Where "async" appears in a line of the entries below, that line should be copied.

-------- Working data

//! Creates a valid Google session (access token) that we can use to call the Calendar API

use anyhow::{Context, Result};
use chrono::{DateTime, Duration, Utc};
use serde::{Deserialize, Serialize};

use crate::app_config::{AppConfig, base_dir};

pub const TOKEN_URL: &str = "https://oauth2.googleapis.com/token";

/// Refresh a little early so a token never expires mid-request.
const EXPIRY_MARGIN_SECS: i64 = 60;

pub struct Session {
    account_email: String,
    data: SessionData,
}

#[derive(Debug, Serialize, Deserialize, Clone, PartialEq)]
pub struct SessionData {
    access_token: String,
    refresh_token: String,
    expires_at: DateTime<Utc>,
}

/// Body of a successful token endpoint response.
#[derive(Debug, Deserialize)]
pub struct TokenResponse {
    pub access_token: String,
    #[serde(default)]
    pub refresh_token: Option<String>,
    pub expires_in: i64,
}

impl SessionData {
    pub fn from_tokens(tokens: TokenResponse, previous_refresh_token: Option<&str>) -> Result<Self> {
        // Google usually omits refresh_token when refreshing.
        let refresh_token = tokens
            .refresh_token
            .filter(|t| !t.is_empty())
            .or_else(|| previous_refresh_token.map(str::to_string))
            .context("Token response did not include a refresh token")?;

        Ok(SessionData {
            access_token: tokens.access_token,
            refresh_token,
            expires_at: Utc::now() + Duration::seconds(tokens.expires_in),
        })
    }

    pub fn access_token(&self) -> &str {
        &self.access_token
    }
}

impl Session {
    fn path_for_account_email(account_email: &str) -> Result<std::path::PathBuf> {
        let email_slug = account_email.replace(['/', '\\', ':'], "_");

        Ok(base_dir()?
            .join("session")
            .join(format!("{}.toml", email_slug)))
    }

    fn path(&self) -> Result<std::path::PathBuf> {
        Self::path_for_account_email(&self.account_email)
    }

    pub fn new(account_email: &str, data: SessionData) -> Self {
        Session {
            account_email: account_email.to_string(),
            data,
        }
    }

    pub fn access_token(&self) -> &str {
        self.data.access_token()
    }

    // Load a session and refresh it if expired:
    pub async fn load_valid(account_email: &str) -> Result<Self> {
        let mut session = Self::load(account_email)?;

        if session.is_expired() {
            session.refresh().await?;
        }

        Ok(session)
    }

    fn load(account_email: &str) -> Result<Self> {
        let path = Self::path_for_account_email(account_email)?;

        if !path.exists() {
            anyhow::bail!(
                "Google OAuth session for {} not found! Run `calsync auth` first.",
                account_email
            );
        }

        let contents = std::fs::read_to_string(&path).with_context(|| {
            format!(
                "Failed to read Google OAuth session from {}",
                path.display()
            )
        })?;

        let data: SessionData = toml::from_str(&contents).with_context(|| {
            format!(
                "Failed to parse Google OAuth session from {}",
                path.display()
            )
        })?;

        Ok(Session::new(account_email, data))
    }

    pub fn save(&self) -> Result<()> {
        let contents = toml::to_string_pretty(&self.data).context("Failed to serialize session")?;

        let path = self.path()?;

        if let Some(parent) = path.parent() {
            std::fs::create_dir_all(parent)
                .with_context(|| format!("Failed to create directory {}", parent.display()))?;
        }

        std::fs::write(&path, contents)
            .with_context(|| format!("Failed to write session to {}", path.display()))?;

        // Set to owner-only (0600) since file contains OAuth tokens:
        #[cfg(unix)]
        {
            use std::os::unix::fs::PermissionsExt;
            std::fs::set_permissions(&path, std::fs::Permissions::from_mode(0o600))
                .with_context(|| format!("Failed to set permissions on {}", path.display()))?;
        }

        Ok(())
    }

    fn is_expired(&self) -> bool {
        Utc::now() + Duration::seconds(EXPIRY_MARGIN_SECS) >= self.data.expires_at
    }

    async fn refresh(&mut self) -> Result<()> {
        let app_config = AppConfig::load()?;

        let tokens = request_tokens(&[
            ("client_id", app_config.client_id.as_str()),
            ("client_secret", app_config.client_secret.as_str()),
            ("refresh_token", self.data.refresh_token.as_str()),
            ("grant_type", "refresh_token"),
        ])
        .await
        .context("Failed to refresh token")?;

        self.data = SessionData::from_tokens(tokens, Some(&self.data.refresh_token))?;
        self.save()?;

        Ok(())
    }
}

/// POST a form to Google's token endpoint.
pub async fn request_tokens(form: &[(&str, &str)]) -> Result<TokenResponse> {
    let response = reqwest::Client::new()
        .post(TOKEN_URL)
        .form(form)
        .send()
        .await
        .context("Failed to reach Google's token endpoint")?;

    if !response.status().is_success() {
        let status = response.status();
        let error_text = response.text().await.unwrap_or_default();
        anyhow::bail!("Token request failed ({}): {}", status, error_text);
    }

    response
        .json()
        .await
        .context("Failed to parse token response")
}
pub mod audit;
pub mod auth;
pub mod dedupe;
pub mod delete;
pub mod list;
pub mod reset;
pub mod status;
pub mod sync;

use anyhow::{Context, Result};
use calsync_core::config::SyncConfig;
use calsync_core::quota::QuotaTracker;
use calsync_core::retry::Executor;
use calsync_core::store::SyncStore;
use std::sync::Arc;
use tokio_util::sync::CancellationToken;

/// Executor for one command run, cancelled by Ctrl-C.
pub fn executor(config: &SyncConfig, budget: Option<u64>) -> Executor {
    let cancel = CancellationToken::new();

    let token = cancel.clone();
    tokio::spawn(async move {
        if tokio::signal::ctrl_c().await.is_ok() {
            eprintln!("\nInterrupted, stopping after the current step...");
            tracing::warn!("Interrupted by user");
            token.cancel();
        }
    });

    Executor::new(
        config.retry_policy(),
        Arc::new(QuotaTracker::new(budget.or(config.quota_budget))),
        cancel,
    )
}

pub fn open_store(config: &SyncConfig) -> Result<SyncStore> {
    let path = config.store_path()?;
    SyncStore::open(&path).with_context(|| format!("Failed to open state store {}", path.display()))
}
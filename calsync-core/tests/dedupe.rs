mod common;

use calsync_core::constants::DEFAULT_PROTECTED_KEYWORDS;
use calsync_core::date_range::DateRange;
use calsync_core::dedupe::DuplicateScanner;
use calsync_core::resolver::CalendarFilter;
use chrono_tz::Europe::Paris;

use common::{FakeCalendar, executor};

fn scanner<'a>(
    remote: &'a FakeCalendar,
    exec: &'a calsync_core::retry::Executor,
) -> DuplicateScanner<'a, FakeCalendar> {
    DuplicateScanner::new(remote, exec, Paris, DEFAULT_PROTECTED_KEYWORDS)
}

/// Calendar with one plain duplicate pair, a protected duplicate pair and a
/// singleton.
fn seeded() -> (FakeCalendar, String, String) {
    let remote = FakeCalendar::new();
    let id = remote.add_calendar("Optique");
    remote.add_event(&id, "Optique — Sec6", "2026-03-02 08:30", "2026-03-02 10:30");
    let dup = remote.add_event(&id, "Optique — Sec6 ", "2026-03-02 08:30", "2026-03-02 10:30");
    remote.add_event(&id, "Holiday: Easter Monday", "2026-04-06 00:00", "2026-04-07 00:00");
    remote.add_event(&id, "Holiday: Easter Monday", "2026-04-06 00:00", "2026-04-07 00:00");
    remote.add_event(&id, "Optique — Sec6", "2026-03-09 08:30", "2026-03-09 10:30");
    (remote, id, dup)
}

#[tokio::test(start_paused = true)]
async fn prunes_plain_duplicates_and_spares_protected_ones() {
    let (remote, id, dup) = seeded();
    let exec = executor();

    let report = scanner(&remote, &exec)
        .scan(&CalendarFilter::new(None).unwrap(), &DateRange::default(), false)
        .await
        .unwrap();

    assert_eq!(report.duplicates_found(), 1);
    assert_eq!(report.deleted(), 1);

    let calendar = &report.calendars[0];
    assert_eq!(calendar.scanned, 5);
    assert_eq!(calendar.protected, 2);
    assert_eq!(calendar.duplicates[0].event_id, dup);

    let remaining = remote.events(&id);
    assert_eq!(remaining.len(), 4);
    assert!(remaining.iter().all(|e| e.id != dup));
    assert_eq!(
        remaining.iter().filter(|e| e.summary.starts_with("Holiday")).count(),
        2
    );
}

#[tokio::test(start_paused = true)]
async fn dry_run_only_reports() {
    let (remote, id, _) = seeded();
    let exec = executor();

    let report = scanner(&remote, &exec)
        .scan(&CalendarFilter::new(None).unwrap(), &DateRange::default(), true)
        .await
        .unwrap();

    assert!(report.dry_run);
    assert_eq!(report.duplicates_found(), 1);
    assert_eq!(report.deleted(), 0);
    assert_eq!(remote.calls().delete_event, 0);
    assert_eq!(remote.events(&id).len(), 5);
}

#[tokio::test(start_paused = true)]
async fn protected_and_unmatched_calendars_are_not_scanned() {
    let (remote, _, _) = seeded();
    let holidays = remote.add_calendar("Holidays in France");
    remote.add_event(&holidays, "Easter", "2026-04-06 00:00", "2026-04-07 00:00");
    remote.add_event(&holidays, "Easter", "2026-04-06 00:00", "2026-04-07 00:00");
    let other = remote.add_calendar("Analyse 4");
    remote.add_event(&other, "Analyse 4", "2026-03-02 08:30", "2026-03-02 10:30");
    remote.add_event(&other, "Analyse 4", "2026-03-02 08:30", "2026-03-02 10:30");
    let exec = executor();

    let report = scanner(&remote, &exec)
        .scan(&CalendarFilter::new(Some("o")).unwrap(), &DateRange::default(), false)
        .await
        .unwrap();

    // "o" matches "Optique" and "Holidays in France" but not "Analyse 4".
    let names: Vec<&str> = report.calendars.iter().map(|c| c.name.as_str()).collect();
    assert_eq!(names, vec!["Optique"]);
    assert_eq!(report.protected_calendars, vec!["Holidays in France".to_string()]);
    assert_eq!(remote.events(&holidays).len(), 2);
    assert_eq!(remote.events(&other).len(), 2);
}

----------------

• **Solution to this task**
    pub async fn load_valid(account_email: &str) -> Result<Self> {
    async fn refresh(&mut self) -> Result<()> {
pub async fn request_tokens(form: &[(&str, &str)]) -> Result<TokenResponse> {
    tokio::spawn(async move {
async fn prunes_plain_duplicates_and_spares_protected_ones() {
async fn dry_run_only_reports() {
async fn protected_and_unmatched_calendars_are_not_scanned() {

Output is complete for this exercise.